Print each entry exactly, all the way through.

(Working data begins)

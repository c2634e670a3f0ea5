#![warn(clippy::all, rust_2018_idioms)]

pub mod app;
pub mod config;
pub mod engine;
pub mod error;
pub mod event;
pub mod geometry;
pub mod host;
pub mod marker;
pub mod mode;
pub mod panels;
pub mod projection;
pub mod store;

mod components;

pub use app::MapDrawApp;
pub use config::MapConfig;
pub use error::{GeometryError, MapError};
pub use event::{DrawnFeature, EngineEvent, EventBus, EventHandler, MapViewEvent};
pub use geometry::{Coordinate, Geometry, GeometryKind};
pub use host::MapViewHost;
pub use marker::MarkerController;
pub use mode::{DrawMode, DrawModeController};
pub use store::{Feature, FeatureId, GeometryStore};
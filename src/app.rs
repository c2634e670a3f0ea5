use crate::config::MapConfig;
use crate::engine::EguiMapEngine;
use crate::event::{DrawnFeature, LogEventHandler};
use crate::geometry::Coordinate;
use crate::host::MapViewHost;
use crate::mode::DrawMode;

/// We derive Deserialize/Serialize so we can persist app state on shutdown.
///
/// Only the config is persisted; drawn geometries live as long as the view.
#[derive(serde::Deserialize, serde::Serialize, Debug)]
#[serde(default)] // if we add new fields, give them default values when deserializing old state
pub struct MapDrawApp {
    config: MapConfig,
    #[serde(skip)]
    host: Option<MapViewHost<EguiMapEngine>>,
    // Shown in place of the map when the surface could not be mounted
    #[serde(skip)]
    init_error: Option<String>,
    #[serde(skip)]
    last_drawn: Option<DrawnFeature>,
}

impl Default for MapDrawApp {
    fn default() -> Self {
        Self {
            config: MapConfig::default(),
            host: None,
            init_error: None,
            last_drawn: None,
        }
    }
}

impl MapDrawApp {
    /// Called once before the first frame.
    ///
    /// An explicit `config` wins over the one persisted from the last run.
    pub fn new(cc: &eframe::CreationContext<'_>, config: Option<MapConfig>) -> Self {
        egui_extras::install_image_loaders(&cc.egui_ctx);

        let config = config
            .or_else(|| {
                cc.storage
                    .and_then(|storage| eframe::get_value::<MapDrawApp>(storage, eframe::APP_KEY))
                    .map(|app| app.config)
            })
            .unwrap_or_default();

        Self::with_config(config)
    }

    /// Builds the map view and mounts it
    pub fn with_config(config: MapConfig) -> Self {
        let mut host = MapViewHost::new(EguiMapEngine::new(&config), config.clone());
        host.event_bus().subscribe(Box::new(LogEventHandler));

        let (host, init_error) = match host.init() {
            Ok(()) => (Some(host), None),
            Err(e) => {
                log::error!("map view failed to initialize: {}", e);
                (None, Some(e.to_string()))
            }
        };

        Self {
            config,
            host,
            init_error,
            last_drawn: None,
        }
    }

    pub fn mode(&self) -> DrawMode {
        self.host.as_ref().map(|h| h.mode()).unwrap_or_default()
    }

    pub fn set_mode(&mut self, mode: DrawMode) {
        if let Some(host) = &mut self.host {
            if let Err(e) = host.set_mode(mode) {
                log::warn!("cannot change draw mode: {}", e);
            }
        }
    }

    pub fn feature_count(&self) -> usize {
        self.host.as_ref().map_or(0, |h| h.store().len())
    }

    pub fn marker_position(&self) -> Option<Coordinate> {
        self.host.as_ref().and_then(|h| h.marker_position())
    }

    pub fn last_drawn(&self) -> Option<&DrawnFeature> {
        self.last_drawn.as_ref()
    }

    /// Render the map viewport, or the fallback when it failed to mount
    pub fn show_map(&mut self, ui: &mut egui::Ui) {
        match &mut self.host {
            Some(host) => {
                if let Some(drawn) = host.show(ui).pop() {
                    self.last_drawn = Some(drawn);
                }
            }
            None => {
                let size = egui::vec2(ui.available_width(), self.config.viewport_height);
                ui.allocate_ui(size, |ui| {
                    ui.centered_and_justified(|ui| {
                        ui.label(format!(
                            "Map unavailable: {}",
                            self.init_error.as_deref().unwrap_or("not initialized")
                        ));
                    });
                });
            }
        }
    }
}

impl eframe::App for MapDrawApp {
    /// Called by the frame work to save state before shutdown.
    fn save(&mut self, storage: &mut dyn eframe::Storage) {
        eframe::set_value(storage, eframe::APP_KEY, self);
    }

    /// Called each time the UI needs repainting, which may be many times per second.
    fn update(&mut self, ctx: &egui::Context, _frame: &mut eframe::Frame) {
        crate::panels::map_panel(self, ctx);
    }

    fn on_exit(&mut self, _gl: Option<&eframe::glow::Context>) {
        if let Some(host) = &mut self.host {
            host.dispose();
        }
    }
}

(Working data ends)

### Completed exercise:
repository c2634e670a3f0ea5
#![warn(clippy::all, rust_2018_idioms)]

pub mod app;
pub mod config;
pub mod engine;
pub mod error;
pub mod event;
pub mod geometry;
pub mod host;
pub mod marker;
pub mod mode;
pub mod panels;
pub mod projection;
pub mod store;

mod components;

pub use app::MapDrawApp;
pub use config::MapConfig;
pub use error::{GeometryError, MapError};
pub use event::{DrawnFeature, EngineEvent, EventBus, EventHandler, MapViewEvent};
pub use geometry::{Coordinate, Geometry, GeometryKind};
pub use host::MapViewHost;
pub use marker::MarkerController;
pub use mode::{DrawMode, DrawModeController};
pub use store::{Feature, FeatureId, GeometryStore};
filename src/app.rs
repository c2634e670a3f0ea5
use crate::config::MapConfig;
use crate::engine::EguiMapEngine;
use crate::event::{DrawnFeature, LogEventHandler};
use crate::geometry::Coordinate;
use crate::host::MapViewHost;
use crate::mode::DrawMode;

/// We derive Deserialize/Serialize so we can persist app state on shutdown.
///
/// Only the config is persisted; drawn geometries live as long as the view.
#[derive(serde::Deserialize, serde::Serialize, Debug)]
#[serde(default)] // if we add new fields, give them default values when deserializing old state
pub struct MapDrawApp {
    config: MapConfig,
    #[serde(skip)]
    host: Option<MapViewHost<EguiMapEngine>>,
    // Shown in place of the map when the surface could not be mounted
    #[serde(skip)]
    init_error: Option<String>,
    #[serde(skip)]
    last_drawn: Option<DrawnFeature>,
}

impl Default for MapDrawApp {
    fn default() -> Self {
        Self {
            config: MapConfig::default(),
            host: None,
            init_error: None,
            last_drawn: None,
        }
    }
}

impl MapDrawApp {
    /// Called once before the first frame.
    ///
    /// An explicit `config` wins over the one persisted from the last run.
    pub fn new(cc: &eframe::CreationContext<'_>, config: Option<MapConfig>) -> Self {
        egui_extras::install_image_loaders(&cc.egui_ctx);

        let config = config
            .or_else(|| {
                cc.storage
                    .and_then(|storage| eframe::get_value::<MapDrawApp>(storage, eframe::APP_KEY))
                    .map(|app| app.config)
            })
            .unwrap_or_default();

        Self::with_config(config)
    }

    /// Builds the map view and mounts it
    pub fn with_config(config: MapConfig) -> Self {
        let mut host = MapViewHost::new(EguiMapEngine::new(&config), config.clone());
        host.event_bus().subscribe(Box::new(LogEventHandler));

        let (host, init_error) = match host.init() {
            Ok(()) => (Some(host), None),
            Err(e) => {
                log::error!("map view failed to initialize: {}", e);
                (None, Some(e.to_string()))
            }
        };

        Self {
            config,
            host,
            init_error,
            last_drawn: None,
        }
    }

    pub fn mode(&self) -> DrawMode {
        self.host.as_ref().map(|h| h.mode()).unwrap_or_default()
    }

    pub fn set_mode(&mut self, mode: DrawMode) {
        if let Some(host) = &mut self.host {
            if let Err(e) = host.set_mode(mode) {
                log::warn!("cannot change draw mode: {}", e);
            }
        }
    }

    pub fn feature_count(&self) -> usize {
        self.host.as_ref().map_or(0, |h| h.store().len())
    }

    pub fn marker_position(&self) -> Option<Coordinate> {
        self.host.as_ref().and_then(|h| h.marker_position())
    }

    pub fn last_drawn(&self) -> Option<&DrawnFeature> {
        self.last_drawn.as_ref()
    }

    /// Render the map viewport, or the fallback when it failed to mount
    pub fn show_map(&mut self, ui: &mut egui::Ui) {
        match &mut self.host {
            Some(host) => {
                if let Some(drawn) = host.show(ui).pop() {
                    self.last_drawn = Some(drawn);
                }
            }
            None => {
                let size = egui::vec2(ui.available_width(), self.config.viewport_height);
                ui.allocate_ui(size, |ui| {
                    ui.centered_and_justified(|ui| {
                        ui.label(format!(
                            "Map unavailable: {}",
                            self.init_error.as_deref().unwrap_or("not initialized")
                        ));
                    });
                });
            }
        }
    }
}

impl eframe::App for MapDrawApp {
    /// Called by the frame work to save state before shutdown.
    fn save(&mut self, storage: &mut dyn eframe::Storage) {
        eframe::set_value(storage, eframe::APP_KEY, self);
    }

    /// Called each time the UI needs repainting, which may be many times per second.
    fn update(&mut self, ctx: &egui::Context, _frame: &mut eframe::Frame) {
        crate::panels::map_panel(self, ctx);
    }

    fn on_exit(&mut self, _gl: Option<&eframe::glow::Context>) {
        if let Some(host) = &mut self.host {
            host.dispose();
        }
    }
}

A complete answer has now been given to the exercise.